The state Department of Transportation is expected two traffic cameras each at Nanakuli and Haleakala avenues on Farrington Highway within the next six months. The camera project reinforces a move to add an additional turn lane and to adjust the traffic lights in the area all to make necessary inroads in decreasing the backlog during rush hour.

DOT is looking at extending its turn lane project to Hakimo Road, which would help reduce congestion. That stretch of Farrington Highway is currently two lanes each way. The turning lane would be helpful in the event of traffic accidents or other emergency situations, if used as an emergency contraflow lane to preserve two lanes of traffic in each direction.
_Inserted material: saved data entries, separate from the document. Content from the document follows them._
//! Container lifecycle orchestration.
//!
//! One manager instance executes one operation at a time to completion
//! (single-operator model). Kernel state is re-validated before every
//! decision because other tools may mutate loop devices and mappings while
//! we are not looking; the registry is bookkeeping, not ground truth.

use crate::allocator::{ensure_loop_attached, next_free_mapper_name};
use crate::config::CryptainerConfig;
use crate::container::Container;
use crate::error::{CryptainerError, CryptainerResult};
use crate::guard::{FileGuard, LoopGuard, MappingGuard, MountGuard};
use crate::ownership::Ownership;
use crate::registry::{Registry, RegistryStore};
use crate::report::{event, EventObserver, OperationEvent, OperationLevel, OperationReport};
use crate::resources::{BlockCrypto, FilesystemFormatter, LoopDevices, MappingState, MountTable};
use log::warn;
use std::collections::HashSet;
use std::fs::{self, OpenOptions};
use std::path::{Path, PathBuf};
use std::sync::Arc;
use zeroize::Zeroizing;

#[cfg(test)]
mod tests;

/// Parameters for creating a new container.
pub struct CreateRequest {
    pub backing_path: PathBuf,
    pub size_bytes: u64,
    /// Basename hint for the mapper name; defaults to the backing file's
    /// stem.
    pub mapper_hint: Option<String>,
    pub passphrase: Zeroizing<Vec<u8>>,
    pub passphrase_confirm: Zeroizing<Vec<u8>>,
    /// Destroys the prior content of an existing backing file.
    pub overwrite: bool,
}

/// Both confirmations the deletion controller demands. The restated path
/// guards against destroying the wrong entry after a slip in a list UI.
#[derive(Debug, Clone)]
pub struct DeletionConfirmation {
    pub acknowledged_irreversible: bool,
    pub confirmed_path: PathBuf,
}

/// Result of a mount call.
#[derive(Debug)]
pub struct MountOutcome {
    pub report: OperationReport,
    pub already_mounted: bool,
}

/// Live view of one registry entry.
#[derive(Debug, Clone)]
pub struct ContainerStatus {
    pub index: usize,
    pub container: Container,
    pub attached: bool,
    pub unlocked: bool,
    pub mounted: bool,
    pub backing_missing: bool,
}

/// The mapper node the encryption subsystem exposes for an open mapping.
pub fn mapper_device_path(name: &str) -> String {
    format!("/dev/mapper/{name}")
}

/// Orchestrates the container lifecycle against the four OS collaborators.
pub struct ContainerManager<L, C, F, M> {
    config: Arc<CryptainerConfig>,
    store: RegistryStore,
    loops: L,
    crypto: C,
    mkfs: F,
    mounts: M,
}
Many Waianae residents endure heavy traffic each day, many of whom are forced to leave in the pre-dawn hours to avoid two-hour commutes. Once the cameras are working, residents will be able to view road conditions on the GoAkamai application, which provides images from more than 200 cameras located island wide. Drivers will be able to plan head by knowing where problem spots are occurring.  Traffic managers should also be able to help speed response times. Currently, traffic coverage cameras do not extend past Kapolei.

Meanwhile, plans are in the works for the much-needed improvement of Franklin D. Roosevelt Avenue from West Perimeter Road to Enterprise Street in nearby Kalaeloa. An agreement would transfer that section of Roosevelt Avenue from the state DOT to the state Hawaii Community Development Authority, a move that would expedite HCDA’s improvement of the road up to city standards. The roadway would be turned over to the city upon completion.

The poor condition of more than 20 miles of roadways in Kalaeloa has hampered development in the area, and the inability to address differing roadway standards has delayed necessary work.

“There is a reason Kalaeloa hasn’t been developed the way it should have been,” said City Councilwoman Kymberly Pine.

Plans could allow for center lanes, a 20-foot median and concrete sidewalks, and setting aside 14 feet on each side for possible widening.


Repainting of Sidewalks near Makaha Elementary School

Makaha elem sidewalks

A Makaha resident recently reached out to Councilmember Pine’s office regarding the crosswalks, side of the sidewalks and roadway lines on Lahaina street. These streets are usually painted before the beginning of the school year. However, the constituent noticed that they had not been repainted yet, and subsequently was worried about the pedestrian safety near Makaha Elementary School.


Councilmember Pine sent in a Request for Investigation and Services Report to reach the appropriate department that takes care of this road. Soon after, the Department of Facilities Maintenance responded, and a division of road maintenance crews were sent out to tend to the roads. The cross walks and sidewalks on Lahaina street are now repainted!


Papipi Road Safety

Papipi Road, near Ewa Beach Elementary. Picture courtesy of Google Images.


An ʻEwa Beach resident recently contacted Councilmember Pine’s office regarding concerns about the safety of school children and pedestrians near Ewa Beach Elementary along Papipi Road.


Along with safety concerns, our resident also raised issues about speeding vehicles, a lack of blinking lights or school crossing signs, and cars stopping too close to the crosswalk when children are crossing.


Councilmember Pine sent in a Request for Investigation and Services to the Department of Transportation Services (DTS). DTS soon performed an investigation of the crosswalk and replied back with their findings.


According to DTS, the City has recently upgraded the School Crossing warning signs and installed “Higher Fines” along Papipi Road in the vicinity of Ewa Beach Elementary School. In addition, under the City’s Complete Streets Implementation Project , a study was conducted along Papipi Road, between Kapolei Parkway and Fort Weaver Road.


In the meantime, DTS will be issuing a work order to install supplemental School Crossing signage to enhance conspicuity of the school crossings.